Here are 6 ways to develop your emotional intelligence:
1 – Be Self-Aware
The first step to increasing your emotional intelligence is to understand your emotions by becoming aware of them. We are often told to hide our feelings but to tap into your emotional intelligence you need to feel.
Start by observing what you are feeling during one given day. Stop yourself and let yourself feel whatever it is you’re feeling.
Feel it and then describe it. When you describe it, you are becoming more aware and will begin to understand your emotional triggers and patterns.
2 – Adapt Your Emotions
Now that you are becoming more aware of your emotions start looking for patterns and triggers. Look back at a situation where your emotions got the best of you and think of what you would do differently if you had remained calm and collected.
This mental exercise isn’t about beating yourself up; it is about learning from your past experiences to better prepare you for the future. The best place to be when reacting to a situation is in a place of calm. Once you begin to recognize the patterns, you can talk yourself out of overreacting and begin to react with more intention.
3 – Forgive
Forgiveness is often misinterpreted as letting someone off the hook. The reality is forgiveness is about taking back emotional control over your feelings and releasing the control someone else has over you. Forgiveness is a gift you give yourself.
Forgiveness is acknowledging that the action happened and how it made you feel. There is nothing there that can be changed. You can choose to reside in the feelings of the past or choose to move through them. Moving through it and letting it go is the one the healthiest and most beneficial things you can do for yourself.
4 – Be Empathetic
Understanding your feelings is only half the equation, the other half is understanding and being able to imagine how others feel. Empathy connects you to another person through shared feelings.
By nature we are selfish beings; we want what we want. And that works just fine until you have to interact with another selfish person. It is through shared feelings that we begin to find our true, authentic self. Our ability to empathize with people gives us the courage to live outside of ourselves.
5 – Manage Criticism
We are critical beings, and one of the best and easiest ways to increase emotional intelligence is to stop taking everything so seriously. In other words, lighten up.

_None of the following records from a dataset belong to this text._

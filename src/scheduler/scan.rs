//! Scan scheduling.
//!
//! Scan requests flow through a single channel; a dispatcher task
//! spawns one worker session per request, bounded by the configured
//! concurrency. Untargeted requests re-arm themselves after the idle
//! time, so the system keeps polling for due work without a periodic
//! timer of its own.

use std::sync::Arc;
use std::time::Duration;

use tokio::sync::{mpsc, Semaphore};
use tokio_util::sync::CancellationToken;
use tracing::{debug, error};

use crate::scheduler::claim;
use crate::scheduler::registry::TypeRegistry;
use crate::store::JobStore;

/// A request for one pass of the claim engine.
#[derive(Debug, Clone, Default)]
pub struct ScanRequest {
    /// Restrict the scan to a single record id. A targeted scan that
    /// never claims its record fails with `NotFound`.
    pub id: Option<String>,
    /// Emit a fresh untargeted scan this many milliseconds after the
    /// worker session terminates.
    pub reschedule_ms: Option<u64>,
}

impl ScanRequest {
    /// A scan targeting a single record.
    pub fn targeted(record_id: impl Into<String>) -> Self {
        Self {
            id: Some(record_id.into()),
            reschedule_ms: None,
        }
    }
}

pub(crate) async fn run_dispatcher(
    store: Arc<dyn JobStore>,
    registry: Arc<TypeRegistry>,
    tx: mpsc::UnboundedSender<ScanRequest>,
    mut rx: mpsc::UnboundedReceiver<ScanRequest>,
    concurrency: usize,
    idle_time_ms: u64,
    cancel: CancellationToken,
) {
    let sessions = Arc::new(Semaphore::new(concurrency));

    loop {
        let request = tokio::select! {
            _ = cancel.cancelled() => break,
            request = rx.recv() => match request {
                Some(request) => request,
                None => break,
            },
        };

        // Default listener behaviour: any scan without a specific
        // target becomes a rescheduling scan with the idle time.
        let mut request = request;
        if request.id.is_none() && request.reschedule_ms.is_none() {
            request.reschedule_ms = Some(idle_time_ms);
        }

        let permit = tokio::select! {
            _ = cancel.cancelled() => break,
            permit = sessions.clone().acquire_owned() => match permit {
                Ok(permit) => permit,
                Err(_) => break,
            },
        };

        let store = store.clone();
        let registry = registry.clone();
        let tx = tx.clone();
        let cancel = cancel.clone();
        tokio::spawn(async move {
            let types = registry.snapshot();
            let outcome =
                claim::run_worker_session(store.as_ref(), &types, request.id.as_deref()).await;
            // Free the session slot before any re-arm delay.
            drop(permit);

            match outcome {
                Ok(runs) => debug!(runs, targeted = request.id.is_some(), "Scan complete"),
                Err(err) => error!(error = %err, "Scan failed"),
            }

            if let Some(delay) = request.reschedule_ms {
                tokio::select! {
                    _ = cancel.cancelled() => {}
                    _ = tokio::time::sleep(Duration::from_millis(delay)) => {
                        let _ = tx.send(ScanRequest::default());
                    }
                }
            }
        });
    }
}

How you manage the criticism you receive, can impact every area of your life. If you are holding onto critical statements and carrying them with you throughout the day, that negativity is infecting everything you touch.
It’s important to realize that most criticism that evokes negative feelings in us is usually designed for that purpose by the other person. When we react negatively to criticism, whether constructive or not, we are reacting out of our fears and insecurities.

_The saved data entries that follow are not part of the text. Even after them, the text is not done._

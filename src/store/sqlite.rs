//! SQLite-backed job store.
//!
//! One row per job record. The `workers` column holds the compact JSON
//! array text of worker ids, so the conditional claim predicate can
//! compare the full prior value — including element order — as plain
//! text, and the membership/expiry predicates run through `json_each`.
//! Instants are integer epoch-milliseconds.

use std::path::Path;
use std::sync::{Arc, Mutex};
use std::time::Duration;

use chrono::{DateTime, Utc};
use rusqlite::{params, Connection, ToSql};

use crate::error::{ChimeError, Result};
use crate::scheduler::{Job, JobRecord, Meta};
use crate::store::{ExpiredClause, JobStore};

const COLUMNS: &str = "id, ext_id, type, schedule, priority, concurrency, data, \
                       due, permits, workers, completed, created, updated";

/// Shared handle to one SQLite job collection.
///
/// Clones share the connection; every worker session and every
/// scheduler instance pointed at the same handle (or the same file)
/// contends through the conditional updates alone.
#[derive(Clone)]
pub struct SqliteStore {
    conn: Arc<Mutex<Connection>>,
}

impl SqliteStore {
    /// Open (or create) the job collection at `path`.
    pub fn open(path: impl AsRef<Path>) -> Result<Self> {
        let conn = Connection::open(path)?;
        conn.busy_timeout(Duration::from_secs(5))?;
        conn.query_row("PRAGMA journal_mode=WAL", [], |_| Ok(()))?;
        Self::from_connection(conn)
    }

    /// Open a private in-memory collection.
    pub fn open_in_memory() -> Result<Self> {
        Self::from_connection(Connection::open_in_memory()?)
    }

    fn from_connection(conn: Connection) -> Result<Self> {
        init_schema(&conn)?;
        Ok(Self {
            conn: Arc::new(Mutex::new(conn)),
        })
    }

    fn query_one(&self, sql: &str, params: &[&dyn ToSql]) -> Result<Option<JobRecord>> {
        let conn = self.conn.lock().unwrap();
        let mut stmt = conn.prepare(sql)?;
        let mut rows = stmt.query(params)?;
        match rows.next()? {
            Some(row) => Ok(Some(into_record(read_row(row)?)?)),
            None => Ok(None),
        }
    }
}

fn init_schema(conn: &Connection) -> Result<()> {
    conn.execute_batch(
        "
        CREATE TABLE IF NOT EXISTS jobs (
            id          TEXT    NOT NULL PRIMARY KEY,
            ext_id      TEXT    NOT NULL,
            type        TEXT    NOT NULL,
            schedule    TEXT,
            priority    INTEGER NOT NULL,
            concurrency INTEGER NOT NULL,
            data        TEXT    NOT NULL,   -- opaque JSON payload
            due         INTEGER,            -- epoch ms or NULL
            permits     INTEGER NOT NULL,
            workers     TEXT    NOT NULL,   -- JSON array of worker ids
            completed   INTEGER,            -- epoch ms or NULL
            created     INTEGER NOT NULL,
            updated     INTEGER NOT NULL,
            UNIQUE (type, ext_id)
        ) STRICT;

        -- Serves the candidate queries: WHERE due <= ? ... ORDER BY priority, id
        CREATE INDEX IF NOT EXISTS idx_jobs_scan
            ON jobs (due, priority, type, permits);
        ",
    )?;
    Ok(())
}

struct RawRow {
    id: String,
    ext_id: String,
    job_type: String,
    schedule: Option<String>,
    priority: i64,
    concurrency: i64,
    data: String,
    due: Option<i64>,
    permits: i64,
    workers: String,
    completed: Option<i64>,
    created: i64,
    updated: i64,
}

fn read_row(row: &rusqlite::Row<'_>) -> rusqlite::Result<RawRow> {
    Ok(RawRow {
        id: row.get(0)?,
        ext_id: row.get(1)?,
        job_type: row.get(2)?,
        schedule: row.get(3)?,
        priority: row.get(4)?,
        concurrency: row.get(5)?,
        data: row.get(6)?,
        due: row.get(7)?,
        permits: row.get(8)?,
        workers: row.get(9)?,
        completed: row.get(10)?,
        created: row.get(11)?,
        updated: row.get(12)?,
    })
}

fn into_record(raw: RawRow) -> Result<JobRecord> {
    Ok(JobRecord {
        id: raw.id,
        job: Job {
            id: raw.ext_id,
            job_type: raw.job_type,
            schedule: raw.schedule,
            priority: raw.priority,
            concurrency: raw.concurrency,
            data: serde_json::from_str(&raw.data)?,
        },
        due: raw.due.map(ms_to_instant),
        permits: raw.permits,
        workers: serde_json::from_str(&raw.workers)?,
        completed: raw.completed.map(ms_to_instant),
        meta: Meta {
            created: ms_to_instant(raw.created),
            updated: ms_to_instant(raw.updated),
        },
    })
}

fn ms(at: DateTime<Utc>) -> i64 {
    at.timestamp_millis()
}

fn ms_to_instant(millis: i64) -> DateTime<Utc> {
    DateTime::from_timestamp_millis(millis).unwrap_or_default()
}

fn placeholders(n: usize) -> String {
    vec!["?"; n].join(",")
}

impl JobStore for SqliteStore {
    fn insert(&self, record: &JobRecord) -> Result<()> {
        let conn = self.conn.lock().unwrap();
        let result = conn.execute(
            "INSERT INTO jobs
             (id, ext_id, type, schedule, priority, concurrency, data,
              due, permits, workers, completed, created, updated)
             VALUES (?1,?2,?3,?4,?5,?6,?7,?8,?9,?10,?11,?12,?13)",
            params![
                record.id,
                record.job.id,
                record.job.job_type,
                record.job.schedule,
                record.job.priority,
                record.job.concurrency,
                serde_json::to_string(&record.job.data)?,
                record.due.map(ms),
                record.permits,
                serde_json::to_string(&record.workers)?,
                record.completed.map(ms),
                ms(record.meta.created),
                ms(record.meta.updated),
            ],
        );
        match result {
            Ok(_) => Ok(()),
            Err(rusqlite::Error::SqliteFailure(err, _))
                if err.code == rusqlite::ErrorCode::ConstraintViolation =>
            {
                Err(ChimeError::DuplicateKey(format!(
                    "job {} of type {}",
                    record.job.id, record.job.job_type
                )))
            }
            Err(err) => Err(err.into()),
        }
    }

    fn get(&self, record_id: &str) -> Result<Option<JobRecord>> {
        let sql = format!("SELECT {COLUMNS} FROM jobs WHERE id = ?");
        self.query_one(&sql, &[&record_id])
    }

    fn delete(&self, record_id: Option<&str>, job_type: Option<&str>) -> Result<usize> {
        let mut clauses = Vec::new();
        let mut bound: Vec<&dyn ToSql> = Vec::new();
        if let Some(ref id) = record_id {
            clauses.push("id = ?");
            bound.push(id);
        }
        if let Some(ref job_type) = job_type {
            clauses.push("type = ?");
            bound.push(job_type);
        }
        if clauses.is_empty() {
            return Ok(0);
        }
        let sql = format!("DELETE FROM jobs WHERE {}", clauses.join(" AND "));
        let conn = self.conn.lock().unwrap();
        Ok(conn.execute(&sql, &bound[..])?)
    }

    fn list(&self) -> Result<Vec<JobRecord>> {
        let conn = self.conn.lock().unwrap();
        let sql = format!("SELECT {COLUMNS} FROM jobs ORDER BY created ASC, id ASC");
        let mut stmt = conn.prepare(&sql)?;
        let raw: Vec<RawRow> = stmt
            .query_map([], read_row)?
            .collect::<rusqlite::Result<_>>()?;
        raw.into_iter().map(into_record).collect()
    }

    fn find_idle(
        &self,
        now: DateTime<Utc>,
        job_types: &[String],
        worker_id: &str,
        record_id: Option<&str>,
    ) -> Result<Option<JobRecord>> {
        if job_types.is_empty() {
            return Ok(None);
        }
        let now_ms = ms(now);
        let worker = worker_id.to_string();
        let mut sql = format!(
            "SELECT {COLUMNS} FROM jobs \
             WHERE due IS NOT NULL AND due <= ? AND permits != 0 \
             AND NOT EXISTS (SELECT 1 FROM json_each(jobs.workers) WHERE json_each.value = ?) \
             AND type IN ({})",
            placeholders(job_types.len())
        );
        let mut bound: Vec<&dyn ToSql> = vec![&now_ms, &worker];
        for job_type in job_types {
            bound.push(job_type);
        }
        if let Some(ref id) = record_id {
            sql.push_str(" AND id = ?");
            bound.push(id);
        }
        sql.push_str(" ORDER BY priority ASC, id ASC LIMIT 1");
        self.query_one(&sql, &bound)
    }

    fn find_expired(
        &self,
        now: DateTime<Utc>,
        clauses: &[ExpiredClause],
        worker_id: &str,
        record_id: Option<&str>,
    ) -> Result<Option<JobRecord>> {
        if clauses.is_empty() {
            return Ok(None);
        }
        let now_ms = ms(now);
        let worker = worker_id.to_string();
        let arms = vec![
            "(type = ? AND EXISTS \
             (SELECT 1 FROM json_each(jobs.workers) WHERE json_each.value <= ?))";
            clauses.len()
        ]
        .join(" OR ");
        let mut sql = format!(
            "SELECT {COLUMNS} FROM jobs \
             WHERE due IS NOT NULL AND due <= ? \
             AND NOT EXISTS (SELECT 1 FROM json_each(jobs.workers) WHERE json_each.value = ?) \
             AND ({arms})"
        );
        let mut bound: Vec<&dyn ToSql> = vec![&now_ms, &worker];
        for clause in clauses {
            bound.push(&clause.job_type);
            bound.push(&clause.threshold);
        }
        if let Some(ref id) = record_id {
            sql.push_str(" AND id = ?");
            bound.push(id);
        }
        sql.push_str(" ORDER BY priority ASC, id ASC LIMIT 1");
        self.query_one(&sql, &bound)
    }

    fn try_claim(
        &self,
        previous: &JobRecord,
        workers: &[String],
        permits: i64,
        now: DateTime<Utc>,
    ) -> Result<bool> {
        let workers_new = serde_json::to_string(workers)?;
        let workers_prev = serde_json::to_string(&previous.workers)?;
        let conn = self.conn.lock().unwrap();
        let changed = conn.execute(
            "UPDATE jobs SET permits = ?1, workers = ?2, updated = ?3 \
             WHERE id = ?4 AND permits = ?5 AND workers = ?6",
            params![
                permits,
                workers_new,
                ms(now),
                previous.id,
                previous.permits,
                workers_prev
            ],
        )?;
        Ok(changed == 1)
    }

    fn reschedule(
        &self,
        record_id: &str,
        job_type: &str,
        schedule: Option<&str>,
        new_due: DateTime<Utc>,
        completed: DateTime<Utc>,
    ) -> Result<bool> {
        let conn = self.conn.lock().unwrap();
        let changed = conn.execute(
            "UPDATE jobs SET schedule = ?1, due = ?2, completed = ?3, updated = ?3 \
             WHERE id = ?4 AND type = ?5 AND due IS NOT NULL AND due <= ?2",
            params![schedule, ms(new_due), ms(completed), record_id, job_type],
        )?;
        Ok(changed == 1)
    }

    fn remove_exhausted(&self, record_id: &str, job_type: &str) -> Result<bool> {
        let conn = self.conn.lock().unwrap();
        let removed = conn.execute(
            "DELETE FROM jobs WHERE id = ?1 AND type = ?2",
            params![record_id, job_type],
        )?;
        Ok(removed == 1)
    }

    fn release(
        &self,
        record_id: &str,
        job_type: &str,
        worker_id: &str,
        now: DateTime<Utc>,
    ) -> Result<()> {
        let conn = self.conn.lock().unwrap();
        conn.execute(
            "UPDATE jobs SET \
             workers = COALESCE((SELECT json_group_array(json_each.value) \
                                 FROM json_each(jobs.workers) \
                                 WHERE json_each.value <> ?1), '[]'), \
             permits = CASE WHEN permits < 0 THEN permits ELSE permits + 1 END, \
             updated = ?2 \
             WHERE id = ?3 AND type = ?4 \
             AND EXISTS (SELECT 1 FROM json_each(jobs.workers) WHERE json_each.value = ?1)",
            params![worker_id, ms(now), record_id, job_type],
        )?;
        Ok(())
    }
}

Go back to becoming more self-aware and adapt your emotions to the situation. When you begin to react to criticism from a place of calm rather than anger, you begin to see the criticism as a valuable tool for improving your performance and showing someone’s true colors.
6 – Stand Up for What Is Right
When you begin to develop your emotional intelligence, you are just trying to get better acquainted with your feelings and how to adapt them to serve you better. Every interaction comes with emotions from everyone involved, and now it’s time to take your emotional intelligence to a new level by standing up for what is right.
Gossiping is a prime example. When you are in a conversation that includes gossip, you might not have the most positive feelings yet you let the gossip go on. There are a million reasons why you do: you don’t want to offend anyone, you want to be part of the crowd, or you don’t know how to take a stand.
By not doing what is right, which is speaking from your experience, you are not adapting your emotions to the situation, you are giving in to them. Do what’s right and take a stand for your truth. It is not always easy swimming upstream, but the effort always pays off in the end.
Developing and growing your emotional intelligence is something that anyone can do. It doesn’t require a high IQ or access to higher education, it simply requires you to become vulnerable enough to listen and learn from your feelings.